Understanding OpenTelemetry
When building an observability platform, you face a fundamental choice: what instrumentation standard should you use?
You could use vendor-specific SDKs (Datadog's libraries, New Relic's agents), but that creates lock-in. You could use multiple specialized tools (Jaeger for traces, Prometheus client for metrics, Fluentd for logs), but that means maintaining multiple instrumentation systems.
OpenTelemetry solves both problems.
What OpenTelemetry Actually Is
OpenTelemetry (OTel) is three things:
- A specification that defines how telemetry data should be structured
- SDKs for every major language that implement this specification
- The OpenTelemetry Collector, a vendor-agnostic data pipeline
The key insight is separation of concerns.
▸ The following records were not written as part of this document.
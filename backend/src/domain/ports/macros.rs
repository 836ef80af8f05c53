//! Helper macro for declaring port error enums.
//!
//! Every variant carries named fields and a display template. The macro
//! derives `thiserror::Error` and emits one snake_case constructor per
//! variant whose parameters accept anything convertible into the field type.

macro_rules! define_port_error {
    (@ctor $variant:ident ($($params:tt)*) ($($inits:tt)*)) => {
        ::paste::paste! {
            pub fn [<$variant:snake>]($($params)*) -> Self {
                Self::$variant { $($inits)* }
            }
        }
    };

    (@ctor $variant:ident ($($params:tt)*) ($($inits:tt)*) $field:ident : $ty:ty, $($rest:tt)*) => {
        define_port_error!(
            @ctor
            $variant
            ($($params)* $field: impl Into<$ty>,)
            ($($inits)* $field: $field.into(),)
            $($rest)*
        );
    };

    (
        $(#[$outer:meta])*
        pub enum $name:ident {
            $(
                $(#[$variant_meta:meta])*
                $variant:ident { $($field:ident : $ty:ty),* $(,)? } => $message:expr
            ),* $(,)?
        }
    ) => {
        $(#[$outer])*
        #[derive(Debug, Clone, PartialEq, Eq, thiserror::Error)]
        pub enum $name {
            $(
                $(#[$variant_meta])*
                #[error($message)]
                $variant { $($field : $ty),* },
            )*
        }

        impl $name {
            $(
                define_port_error!(@ctor $variant () () $($field : $ty,)*);
            )*
        }
    };
}

pub(crate) use define_port_error;
//! Outbound adapters implementing the storage port.
//!
//! - **memory**: ephemeral in-process store
//! - **persistence**: PostgreSQL store using Diesel
//!
//! Adapters translate between domain types and their backing representation
//! and contain no business logic.

pub mod memory;
pub mod persistence;
//! Storage selection from loaded settings.

use std::sync::Arc;

use mockable::DefaultClock;
use tracing::{info, warn};

use crate::domain::ports::{Storage, StorageError};
use crate::outbound::memory::MemoryStorage;
use crate::outbound::persistence::{DbPool, DieselStorage, PoolConfig, PoolError, migrate};
use crate::settings::{AppSettings, SettingsError, StorageBackend};

/// Failures while preparing the storage adapter.
#[derive(Debug, thiserror::Error)]
pub enum StorageSetupError {
    #[error(transparent)]
    Settings(#[from] SettingsError),
    #[error(transparent)]
    Migration(#[from] StorageError),
    #[error(transparent)]
    Pool(#[from] PoolError),
}

/// Build the storage adapter selected by `settings`.
///
/// The memory backend needs no external resources. The postgres backend
/// applies pending migrations (unless disabled) and opens a pool; any failure
/// aborts startup rather than falling back to memory.
pub async fn build_storage(settings: &AppSettings) -> Result<Arc<dyn Storage>, StorageSetupError> {
    match settings.storage_backend()? {
        StorageBackend::Memory => {
            warn!("using in-memory storage; bookings are lost on restart");
            Ok(Arc::new(MemoryStorage::new(Arc::new(DefaultClock))))
        }
        StorageBackend::Postgres => {
            let database_url = settings.database_url()?;
            if settings.skip_migrations {
                info!("skipping embedded migrations");
            } else {
                migrate(database_url).await?;
            }
            let config = PoolConfig::new(database_url).with_max_size(settings.pool_max_size()?);
            let pool = DbPool::new(config).await?;
            info!("using postgres storage");
            Ok(Arc::new(DieselStorage::new(pool)))
        }
    }
}
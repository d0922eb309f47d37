//! Tracing initialization.
//!
//! One fmt subscriber, filtered by the configured level unless `RUST_LOG`
//! is set, in which case the environment wins. Double initialization (as
//! happens when several tests call in) is tolerated and reported as a
//! no-op rather than an error.

use tracing_subscriber::EnvFilter;

/// Initialize the global tracing subscriber from the configured level.
///
/// Returns an error only for an unparseable level string; a subscriber
/// already being installed is fine.
pub fn init(log_level: &str) -> Result<(), String> {
    let filter = EnvFilter::try_from_default_env()
        .or_else(|_| EnvFilter::try_new(log_level))
        .map_err(|e| format!("invalid log level '{log_level}': {e}"))?;

    let _ = tracing_subscriber::fmt()
        .with_env_filter(filter)
        .compact()
        .try_init();

    Ok(())
}

#[cfg(test)]
mod tests {
    use super::*;

    #[test]
    fn accepts_valid_levels_and_repeated_init() {
        init("debug").expect("valid level");
        init("info").expect("second init is a no-op");
    }

    #[test]
    fn rejects_garbage_levels() {
        assert!(init("extremely_loud=").is_err());
    }
}
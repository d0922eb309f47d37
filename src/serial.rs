//! Serial Link Abstractions
//!
//! The bridge talks to the microcontroller over an async byte stream and
//! never cares which concrete type backs it. Anything implementing the
//! tokio I/O traits qualifies:
//! - `tokio_serial::SerialStream` (the real RS-232 link)
//! - `tokio::io::DuplexStream` (tests playing the microcontroller role)
//!
//! [`open_serial`] applies the plant's fixed line settings (8N1, no flow
//! control); only the device path and baud rate come from configuration.

use std::time::Duration;

use anyhow::Context;
use tokio::io::{AsyncRead, AsyncReadExt, AsyncWrite};

/// Trait alias for the async serial link.
pub trait SerialIo: AsyncRead + AsyncWrite + Unpin + Send {}

// Blanket implementation for all types meeting the requirements
impl<T: AsyncRead + AsyncWrite + Unpin + Send> SerialIo for T {}

/// Type-erased boxed serial link.
pub type DynSerial = Box<dyn SerialIo>;

/// Open the microcontroller serial port with the plant's line settings.
///
/// Opening a serial device can block on driver calls, so the open runs
/// under `spawn_blocking` rather than on the async runtime directly.
///
/// # Errors
///
/// Returns an error if the port cannot be opened or spawn_blocking fails.
pub async fn open_serial(
    port_path: &str,
    baud_rate: u32,
) -> anyhow::Result<tokio_serial::SerialStream> {
    use tokio::task::spawn_blocking;
    use tokio_serial::SerialPortBuilderExt;

    let port_path_owned = port_path.to_string();

    spawn_blocking(move || {
        tokio_serial::new(&port_path_owned, baud_rate)
            .data_bits(tokio_serial::DataBits::Eight)
            .parity(tokio_serial::Parity::None)
            .stop_bits(tokio_serial::StopBits::One)
            .flow_control(tokio_serial::FlowControl::None)
            .open_native_async()
            .context(format!(
                "Failed to open microcontroller serial port: {}",
                port_path_owned
            ))
    })
    .await
    .context("spawn_blocking for serial port opening failed")?
}

/// Discard bytes buffered on the link before the bridge started.
///
/// The microcontroller transmits regardless of whether anybody listens, so
/// the OS buffer usually holds a partial frame at startup. Frames are
/// fixed-length with no mid-stream resynchronization; a stale half-frame
/// would misalign every frame after it. Draining once before the first
/// read avoids that. Returns the number of bytes discarded.
pub async fn drain_stale_bytes<R: AsyncRead + Unpin>(port: &mut R, timeout_ms: u64) -> usize {
    let mut discard = [0u8; 256];
    let deadline = tokio::time::Instant::now() + Duration::from_millis(timeout_ms);
    let mut total_discarded = 0usize;

    loop {
        if tokio::time::Instant::now() >= deadline {
            break;
        }

        let remaining = deadline.saturating_duration_since(tokio::time::Instant::now());
        match tokio::time::timeout(remaining, port.read(&mut discard)).await {
            Ok(Ok(0)) => break, // EOF or no more data
            Ok(Ok(n)) => {
                total_discarded += n;
            }
            Ok(Err(e)) if e.kind() == std::io::ErrorKind::WouldBlock => break,
            Ok(Err(_)) => break, // Real I/O error, abort drain
            Err(_) => break,     // Timeout, no more immediate data
        }
    }

    total_discarded
}

#[cfg(test)]
mod tests {
    use super::*;
    use tokio::io::AsyncWriteExt;

    #[tokio::test]
    async fn boxed_duplex_implements_serial_io() {
        let (mut host, device) = tokio::io::duplex(64);
        let mut port: DynSerial = Box::new(device);

        host.write_all(&[0xAA, 1, 2, 3]).await.unwrap();

        let mut buf = [0u8; 4];
        port.read_exact(&mut buf).await.unwrap();
        assert_eq!(buf, [0xAA, 1, 2, 3]);
    }

    #[tokio::test]
    async fn drain_discards_buffered_bytes() {
        let (mut host, mut device) = tokio::io::duplex(64);

        host.write_all(b"stale half frame").await.unwrap();
        tokio::time::sleep(Duration::from_millis(10)).await;

        let discarded = drain_stale_bytes(&mut device, 50).await;
        assert_eq!(discarded, 16);

        // Nothing left afterwards.
        let mut buf = [0u8; 1];
        let res = tokio::time::timeout(Duration::from_millis(10), device.read(&mut buf)).await;
        assert!(matches!(res, Err(_) | Ok(Ok(0))));
    }

    #[tokio::test]
    async fn drain_on_idle_link_returns_zero() {
        let (_host, mut device) = tokio::io::duplex(64);
        let discarded = drain_stale_bytes(&mut device, 20).await;
        assert_eq!(discarded, 0);
    }
}
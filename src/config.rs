//! Bridge Configuration
//!
//! Strongly-typed settings loaded from a TOML file merged with
//! `WTP_BRIDGE_`-prefixed environment variables. Nothing the deployment
//! cares about is compiled in: serial device and baud rate, PLC endpoint
//! and unit ids, the Modbus address map, the loop's backoff/reconnect
//! policy, persistence, and log level all come from here.
//!
//! Every field has a default matching the deployed plant, so an empty file
//! (or no file at all) yields a working configuration for the original
//! site.
//!
//! # Example
//! ```no_run
//! use wtp_bridge::config::BridgeSettings;
//!
//! let settings = BridgeSettings::load_from("config/default.toml")?;
//! settings.validate()?;
//! # Ok::<(), Box<dyn std::error::Error>>(())
//! ```

use std::net::SocketAddr;
use std::path::{Path, PathBuf};
use std::time::Duration;

use figment::{
    providers::{Env, Format, Toml},
    Figment,
};
use serde::{Deserialize, Serialize};

use crate::gateway::AddressMap;

/// Environment variable prefix for overrides, e.g.
/// `WTP_BRIDGE_PLC_HOST=10.0.0.2`.
pub const ENV_PREFIX: &str = "WTP_BRIDGE_";

/// Top-level bridge configuration.
#[derive(Debug, Clone, Default, Serialize, Deserialize)]
#[serde(default)]
pub struct BridgeSettings {
    pub application: ApplicationSettings,
    pub serial: SerialSettings,
    pub plc: PlcSettings,
    pub policy: PolicySettings,
    pub persistence: PersistenceSettings,
}

/// Application-level settings.
#[derive(Debug, Clone, Serialize, Deserialize)]
#[serde(default)]
pub struct ApplicationSettings {
    /// Logging level (trace, debug, info, warn, error).
    pub log_level: String,
}

impl Default for ApplicationSettings {
    fn default() -> Self {
        Self {
            log_level: "info".to_string(),
        }
    }
}

/// The microcontroller serial link.
#[derive(Debug, Clone, Serialize, Deserialize)]
#[serde(default)]
pub struct SerialSettings {
    /// Serial device path, e.g. `/dev/serial0` or `COM3`.
    pub port: String,
    pub baud_rate: u32,
    /// Per-read timeout; also the idle cadence between shutdown checks.
    #[serde(with = "humantime_serde")]
    pub read_timeout: Duration,
}

impl Default for SerialSettings {
    fn default() -> Self {
        Self {
            port: "/dev/serial0".to_string(),
            baud_rate: 115_200,
            read_timeout: Duration::from_secs(1),
        }
    }
}

/// The PLC Modbus TCP endpoint.
#[derive(Debug, Clone, Serialize, Deserialize)]
#[serde(default)]
pub struct PlcSettings {
    pub host: String,
    pub port: u16,
    /// Bound on every individual Modbus call.
    #[serde(with = "humantime_serde")]
    pub call_timeout: Duration,
    pub address_map: AddressMap,
}

impl Default for PlcSettings {
    fn default() -> Self {
        Self {
            host: "192.168.0.101".to_string(),
            port: 502,
            call_timeout: Duration::from_secs(1),
            address_map: AddressMap::default(),
        }
    }
}

impl PlcSettings {
    /// The endpoint as a socket address.
    pub fn socket_addr(&self) -> Result<SocketAddr, String> {
        format!("{}:{}", self.host, self.port)
            .parse()
            .map_err(|e| format!("invalid PLC endpoint '{}:{}': {e}", self.host, self.port))
    }
}

/// How the loop reacts to cycle failures.
#[derive(Debug, Clone, Serialize, Deserialize)]
#[serde(default)]
pub struct PolicySettings {
    /// Sleep after any failed cycle before retrying.
    #[serde(with = "humantime_serde")]
    pub backoff: Duration,
    /// Consecutive failed cycles before the gateway is asked to
    /// re-establish its session. Zero disables reconnection, leaving the
    /// plain sleep-and-retry baseline.
    pub reconnect_after: u32,
}

impl Default for PolicySettings {
    fn default() -> Self {
        Self {
            backoff: Duration::from_secs(1),
            reconnect_after: 5,
        }
    }
}

/// Where cycle records go.
#[derive(Debug, Clone, Serialize, Deserialize)]
#[serde(default)]
pub struct PersistenceSettings {
    pub enabled: bool,
    /// Directory for the per-run CSV files.
    pub output_dir: PathBuf,
}

impl Default for PersistenceSettings {
    fn default() -> Self {
        Self {
            enabled: true,
            output_dir: PathBuf::from("data"),
        }
    }
}

impl BridgeSettings {
    /// Load from the default file location merged with the environment.
    pub fn load() -> Result<Self, figment::Error> {
        Self::load_from("config/default.toml")
    }

    /// Load from a specific TOML file merged with `WTP_BRIDGE_` variables.
    /// A missing file is not an error; defaults and the environment apply.
    pub fn load_from<P: AsRef<Path>>(path: P) -> Result<Self, figment::Error> {
        Figment::new()
            .merge(Toml::file(path.as_ref()))
            .merge(Env::prefixed(ENV_PREFIX).split("_"))
            .extract()
    }

    /// Semantic checks that parsing cannot express.
    pub fn validate(&self) -> Result<(), String> {
        let valid_levels = ["trace", "debug", "info", "warn", "error"];
        if !valid_levels.contains(&self.application.log_level.as_str()) {
            return Err(format!(
                "invalid log_level '{}', must be one of: {}",
                self.application.log_level,
                valid_levels.join(", ")
            ));
        }

        if self.serial.port.is_empty() {
            return Err("serial.port must not be empty".to_string());
        }
        if self.serial.baud_rate == 0 {
            return Err("serial.baud_rate must be non-zero".to_string());
        }

        self.plc.socket_addr()?;

        let actuators = self.plc.address_map.actuator_count;
        if !(1..=16).contains(&actuators) {
            return Err(format!(
                "plc.address_map.actuator_count must be 1-16, got {actuators}"
            ));
        }

        if self.policy.backoff.is_zero() {
            return Err("policy.backoff must be non-zero".to_string());
        }

        Ok(())
    }
}
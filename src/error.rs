//! Bridge error types.
//!
//! Each failure class gets its own typed error at the component that
//! produces it (`DecodeError`, `GatewayError`, `PersistError`);
//! [`BridgeError`] aggregates them for callers that span components,
//! chiefly the bridge loop. The binary boundary wraps startup failures in
//! `anyhow` for context; the library never does.

use thiserror::Error;

use crate::codec::{DecodeError, EncodeError};
use crate::gateway::GatewayError;
use crate::persist::PersistError;

/// Convenience alias for results using the bridge error type.
pub type Result<T> = std::result::Result<T, BridgeError>;

/// Any failure the bridge loop can encounter mid-cycle.
#[derive(Error, Debug)]
pub enum BridgeError {
    #[error("frame rejected: {0}")]
    Decode(#[from] DecodeError),

    #[error("reply rejected: {0}")]
    Encode(#[from] EncodeError),

    #[error(transparent)]
    Gateway(#[from] GatewayError),

    #[error("serial I/O error: {0}")]
    Serial(#[from] std::io::Error),

    #[error("persistence error: {0}")]
    Persist(#[from] PersistError),

    #[error("configuration error: {0}")]
    Config(String),
}

impl BridgeError {
    /// Whether this failure should feed the loop's backoff/reconnect
    /// accounting. Framing errors are a property of one frame, not of the
    /// connections, and persistence failures never abort a cycle.
    pub fn is_connection_failure(&self) -> bool {
        matches!(self, BridgeError::Gateway(_) | BridgeError::Serial(_))
    }
}

#[cfg(test)]
mod tests {
    use super::*;
    use crate::gateway::{GatewayErrorKind, GatewayOp};
    use std::time::Duration;

    #[test]
    fn framing_errors_are_not_connection_failures() {
        let err = BridgeError::from(DecodeError::BadStartByte { actual: 0x55 });
        assert!(!err.is_connection_failure());
    }

    #[test]
    fn gateway_and_serial_errors_are_connection_failures() {
        let gateway = BridgeError::from(GatewayError {
            operation: GatewayOp::WriteAnalog,
            kind: GatewayErrorKind::Timeout(Duration::from_secs(1)),
        });
        assert!(gateway.is_connection_failure());

        let serial = BridgeError::from(std::io::Error::new(
            std::io::ErrorKind::BrokenPipe,
            "link dropped",
        ));
        assert!(serial.is_connection_failure());
    }
}
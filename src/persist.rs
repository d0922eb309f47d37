//! Persistence Sink
//!
//! After every completed cycle the bridge hands one [`SensorRecord`] to a
//! [`PersistenceSink`]. The record carries the decoded frame plus the flags
//! actually in force that cycle: under normal authority those are the
//! frame's own output groups, under override they are the actuator image
//! read back from the PLC. The dashboard and any downstream analytics read
//! from the sink, never from the bridge directly.
//!
//! Sink failures are the loop's cheapest failure class: logged and
//! forgotten. A persistence outage must never stall the plant.

use std::fs::File;
use std::path::{Path, PathBuf};

use async_trait::async_trait;
use chrono::{DateTime, Utc};
use thiserror::Error;

use crate::arbiter::OverrideState;
use crate::codec::{InputFlags, OutputFlags, OutputFlags2, SensorFrame};

/// One persisted row: the frame, the applied flags and when it happened.
#[derive(Debug, Clone, Copy, PartialEq, Eq)]
pub struct SensorRecord {
    pub timestamp: DateTime<Utc>,
    pub level1: u8,
    pub level2: u8,
    pub tds: u8,
    pub flow: u8,
    pub pressure: u8,
    pub input: InputFlags,
    /// First output group actually in force this cycle.
    pub applied_output: OutputFlags,
    /// Second output group actually in force this cycle.
    pub applied_output2: OutputFlags2,
    /// Who commanded the actuators this cycle.
    pub authority: OverrideState,
}

impl SensorRecord {
    /// Assemble a row from a decoded frame and the flags that were applied.
    pub fn new(
        timestamp: DateTime<Utc>,
        frame: &SensorFrame,
        applied_output: OutputFlags,
        applied_output2: OutputFlags2,
        authority: OverrideState,
    ) -> Self {
        Self {
            timestamp,
            level1: frame.level1,
            level2: frame.level2,
            tds: frame.tds,
            flow: frame.flow,
            pressure: frame.pressure,
            input: frame.input,
            applied_output,
            applied_output2,
            authority,
        }
    }
}

#[derive(Error, Debug)]
pub enum PersistError {
    #[error("CSV write failed: {0}")]
    Csv(#[from] csv::Error),

    #[error("I/O error: {0}")]
    Io(#[from] std::io::Error),
}

/// Durable, timestamp-ordered destination for cycle records.
#[async_trait]
pub trait PersistenceSink: Send {
    /// Append one record. Implementations flush eagerly enough that a
    /// most-recent-row poll (the dashboard's access pattern) sees it.
    async fn append(&mut self, record: &SensorRecord) -> Result<(), PersistError>;

    /// Force buffered rows to stable storage.
    async fn flush(&mut self) -> Result<(), PersistError>;
}

/// CSV file sink, one timestamped file per bridge run.
///
/// The header is written once at creation; every append is followed by a
/// flush so live readers see fresh rows without waiting for shutdown.
pub struct CsvSink {
    path: PathBuf,
    writer: csv::Writer<File>,
}

const HEADER: [&str; 29] = [
    "timestamp",
    "level_1",
    "level_2",
    "tds_1",
    "flow_1",
    "pressure_1",
    "level_switch",
    "pb_start",
    "mode_standby",
    "mode_filtering",
    "mode_backwash",
    "mode_drain",
    "mode_override",
    "emergency_stop",
    "solenoid_1",
    "solenoid_2",
    "solenoid_3",
    "solenoid_4",
    "solenoid_5",
    "solenoid_6",
    "pump_1",
    "pump_2",
    "pump_3",
    "standby_lamp",
    "filtering_lamp",
    "backwash_lamp",
    "drain_lamp",
    "stepper",
    "authority",
];

impl CsvSink {
    /// Create `wtp_<timestamp>.csv` under `dir`, creating the directory if
    /// needed, and write the header row.
    pub fn create(dir: &Path) -> Result<Self, PersistError> {
        if !dir.exists() {
            std::fs::create_dir_all(dir)?;
        }
        let file_name = format!("wtp_{}.csv", Utc::now().format("%Y%m%d_%H%M%S"));
        let path = dir.join(file_name);
        let mut writer = csv::Writer::from_writer(File::create(&path)?);
        writer.write_record(HEADER)?;
        writer.flush()?;
        Ok(Self { path, writer })
    }

    /// Where this sink is writing.
    pub fn path(&self) -> &Path {
        &self.path
    }
}

fn bit(flag: bool) -> &'static str {
    if flag {
        "1"
    } else {
        "0"
    }
}

#[async_trait]
impl PersistenceSink for CsvSink {
    async fn append(&mut self, record: &SensorRecord) -> Result<(), PersistError> {
        let timestamp = record.timestamp.to_rfc3339();
        let authority = record.authority.to_string();
        let analog = [
            record.level1.to_string(),
            record.level2.to_string(),
            record.tds.to_string(),
            record.flow.to_string(),
            record.pressure.to_string(),
        ];
        self.writer.write_record([
            timestamp.as_str(),
            analog[0].as_str(),
            analog[1].as_str(),
            analog[2].as_str(),
            analog[3].as_str(),
            analog[4].as_str(),
            bit(record.input.level_switch),
            bit(record.input.pb_start),
            bit(record.input.mode_standby),
            bit(record.input.mode_filtering),
            bit(record.input.mode_backwash),
            bit(record.input.mode_drain),
            bit(record.input.mode_override),
            bit(record.input.emergency_stop),
            bit(record.applied_output.solenoid_1),
            bit(record.applied_output.solenoid_2),
            bit(record.applied_output.solenoid_3),
            bit(record.applied_output.solenoid_4),
            bit(record.applied_output.solenoid_5),
            bit(record.applied_output.solenoid_6),
            bit(record.applied_output.pump_1),
            bit(record.applied_output.pump_2),
            bit(record.applied_output2.pump_3),
            bit(record.applied_output2.standby_lamp),
            bit(record.applied_output2.filtering_lamp),
            bit(record.applied_output2.backwash_lamp),
            bit(record.applied_output2.drain_lamp),
            bit(record.applied_output2.stepper),
            authority.as_str(),
        ])?;
        self.writer.flush()?;
        Ok(())
    }

    async fn flush(&mut self) -> Result<(), PersistError> {
        self.writer.flush()?;
        Ok(())
    }
}

/// Sink that drops everything, for persistence-disabled deployments.
pub struct NullSink;

#[async_trait]
impl PersistenceSink for NullSink {
    async fn append(&mut self, _record: &SensorRecord) -> Result<(), PersistError> {
        Ok(())
    }

    async fn flush(&mut self) -> Result<(), PersistError> {
        Ok(())
    }
}
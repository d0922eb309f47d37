//! CLI entry point for the WTP bridge.
//!
//! One long-lived foreground process: open the serial link to the
//! microcontroller and the Modbus session to the PLC (both fatal if they
//! fail at startup), then run bridge cycles until Ctrl-C.
//!
//! # Usage
//!
//! Run with the shipped defaults:
//! ```bash
//! wtp-bridge run
//! ```
//!
//! Validate a site configuration without touching hardware:
//! ```bash
//! wtp-bridge --config site.toml check-config
//! ```

use std::path::PathBuf;

use anyhow::{Context, Result};
use clap::{Parser, Subcommand};
use tokio::sync::watch;
use tracing::info;

use wtp_bridge::bridge::{Bridge, BridgePolicy};
use wtp_bridge::config::BridgeSettings;
use wtp_bridge::gateway::ModbusGateway;
use wtp_bridge::logging;
use wtp_bridge::persist::{CsvSink, NullSink, PersistenceSink};
use wtp_bridge::serial::{drain_stale_bytes, open_serial};

#[derive(Parser)]
#[command(name = "wtp-bridge")]
#[command(about = "Serial-to-Modbus bridge for the WTP field unit", long_about = None)]
struct Cli {
    /// Path to the TOML configuration file
    #[arg(long, default_value = "config/default.toml")]
    config: PathBuf,

    #[command(subcommand)]
    command: Commands,
}

#[derive(Subcommand)]
enum Commands {
    /// Run the bridge until interrupted
    Run,
    /// Load and validate the configuration, then exit
    CheckConfig,
}

#[tokio::main]
async fn main() -> Result<()> {
    let cli = Cli::parse();

    let settings = BridgeSettings::load_from(&cli.config)
        .with_context(|| format!("failed to load configuration from {}", cli.config.display()))?;
    settings
        .validate()
        .map_err(anyhow::Error::msg)
        .context("invalid configuration")?;

    match cli.command {
        Commands::CheckConfig => {
            println!("configuration OK: {}", cli.config.display());
            Ok(())
        }
        Commands::Run => run(settings).await,
    }
}

async fn run(settings: BridgeSettings) -> Result<()> {
    logging::init(&settings.application.log_level).map_err(anyhow::Error::msg)?;
    info!(
        serial = %settings.serial.port,
        plc = %settings.plc.host,
        "starting WTP bridge"
    );

    // Both connections are fatal at startup: without either side there is
    // nothing to bridge.
    let mut serial = open_serial(&settings.serial.port, settings.serial.baud_rate)
        .await
        .context("serial port unavailable")?;

    let discarded = drain_stale_bytes(&mut serial, 200).await;
    if discarded > 0 {
        info!(bytes = discarded, "discarded stale serial bytes");
    }

    let plc_addr = settings.plc.socket_addr().map_err(anyhow::Error::msg)?;
    let gateway = ModbusGateway::connect(
        plc_addr,
        settings.plc.address_map.clone(),
        settings.plc.call_timeout,
    )
    .await
    .with_context(|| format!("PLC unreachable at {plc_addr}"))?;
    info!(%plc_addr, "connected to PLC");

    let sink: Box<dyn PersistenceSink> = if settings.persistence.enabled {
        let sink = CsvSink::create(&settings.persistence.output_dir)
            .context("failed to create persistence sink")?;
        info!(path = %sink.path().display(), "persisting cycles");
        Box::new(sink)
    } else {
        Box::new(NullSink)
    };

    let (shutdown_tx, shutdown_rx) = watch::channel(false);
    tokio::spawn(async move {
        if tokio::signal::ctrl_c().await.is_ok() {
            info!("interrupt received, shutting down");
            let _ = shutdown_tx.send(true);
        }
    });

    let policy = BridgePolicy {
        read_timeout: settings.serial.read_timeout,
        backoff: settings.policy.backoff,
        reconnect_after: settings.policy.reconnect_after,
    };

    Bridge::new(serial, gateway, sink, policy, shutdown_rx)
        .run()
        .await?;
    Ok(())
}
//! # WTP Bridge Library
//!
//! This crate bridges a microcontroller-driven Water Treatment Plant (WTP)
//! field unit, connected over a byte-oriented serial link, to a PLC
//! reachable over Modbus TCP. The binary (`main.rs`) is a thin CLI around
//! the library; everything with behavior lives here so tests can drive the
//! real engine against in-memory fakes.
//!
//! ## Crate Structure
//!
//! - **`codec`**: the 10-byte serial frame codec — decode/encode, XOR
//!   checksum, and the named flag groups with their pack/unpack pairs.
//! - **`gateway`**: the `PlcGateway` trait and the Modbus TCP
//!   implementation, plus the configurable PLC address map.
//! - **`arbiter`**: the per-cycle override-authority query (`OverrideState`).
//! - **`bridge`**: the cycle engine — Await, Decode, Sync-out, Reply,
//!   Persist — with the backoff/reconnect policy and scoped teardown.
//! - **`serial`**: the async serial seam and the 8N1 open helper.
//! - **`persist`**: the `PersistenceSink` trait with CSV and no-op
//!   implementations.
//! - **`config`**: TOML + environment configuration with plant defaults.
//! - **`error`**: the aggregated `BridgeError` and `Result` alias.
//! - **`logging`**: tracing subscriber initialization.

pub mod arbiter;
pub mod bridge;
pub mod codec;
pub mod config;
pub mod error;
pub mod gateway;
pub mod logging;
pub mod persist;
pub mod serial;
Your application code instruments itself using the OpenTelemetry SDK, speaking a standard protocol (OTLP). Where that data goes—Jaeger, Datadog, Honeycomb, your own backends—is a deployment-time decision, not a code-time decision.
┌───────────────────────────────────────────────────────────────┐
│ YOUR APPLICATION CODE │
│ ┌──────────┐ ┌──────────┐ ┌──────────┐ ┌──────────┐ │
│ │ Go SDK │ │ Java SDK │ │ .NET SDK │ │ Python │ │
│ └────┬─────┘ └────┬─────┘ └────┬─────┘ └────┬─────┘ │
│ │ │ │ │ │
│ └─────────────┴──────┬──────┴─────────────┘ │
│ │ │
│ OTLP Protocol │
│ (Open Standard) │
└──────────────────────────────┬─────────────────────────────────┘
│
▼
┌───────────────────────────────────────────────────────────────┐
│ OPENTELEMETRY COLLECTOR │
│ Receive → Process → Export (your choice) │
└──────────────────────────────┬─────────────────────────────────┘
│
┌─────────────────┼─────────────────┐
│ │ │
▼ ▼ ▼
┌─────────┐ ┌─────────┐ ┌─────────┐
│ Jaeger │ │ Your │ │ Datadog │
│ (Self- │ │ Backend │ │ (If you │
│ hosted) │ │ Here │ │ want) │
└─────────┘ └─────────┘ └─────────┘
Why OpenTelemetry Matters
No Vendor Lock-In
If you start with self-hosted backends and later decide you want a managed service, you change your Collector configuration—not your application code. Your investment in instrumentation is protected.
One SDK to Learn
Instead of teaching your team Jaeger's SDK for traces, Prometheus client for metrics, and some logging framework for logs, everyone learns OpenTelemetry. One set of concepts, one set of APIs.
Industry Momentum
OpenTelemetry is a CNCF project with contributions from Google, Microsoft, Amazon, Splunk, Datadog, and most other major players. It's rapidly becoming the standard way to instrument applications.
Rich Ecosystem
Auto-instrumentation libraries exist for most common frameworks. In many cases, you can add observability to an existing application with minimal code changes.
Core Concepts
Signals
OpenTelemetry supports three telemetry signals:
| Signal | Description | Status |
|---|---|---|
| Traces | Distributed traces with spans | Stable |
| Metrics | Counters, gauges, histograms | Stable |
| Logs | Structured log records | Stable |
The OTLP Protocol
OTLP (OpenTelemetry Protocol) is the native protocol for transmitting telemetry. It supports both gRPC and HTTP transport:
| Transport | Port | Use Case |
|---|---|---|
| gRPC | 4317 | High-throughput, production workloads |
| HTTP | 4318 | Environments where gRPC is problematic |
Context Propagation
Context propagation is how trace context flows between services. When Service A calls Service B, the trace ID must be passed along so spans can be correlated.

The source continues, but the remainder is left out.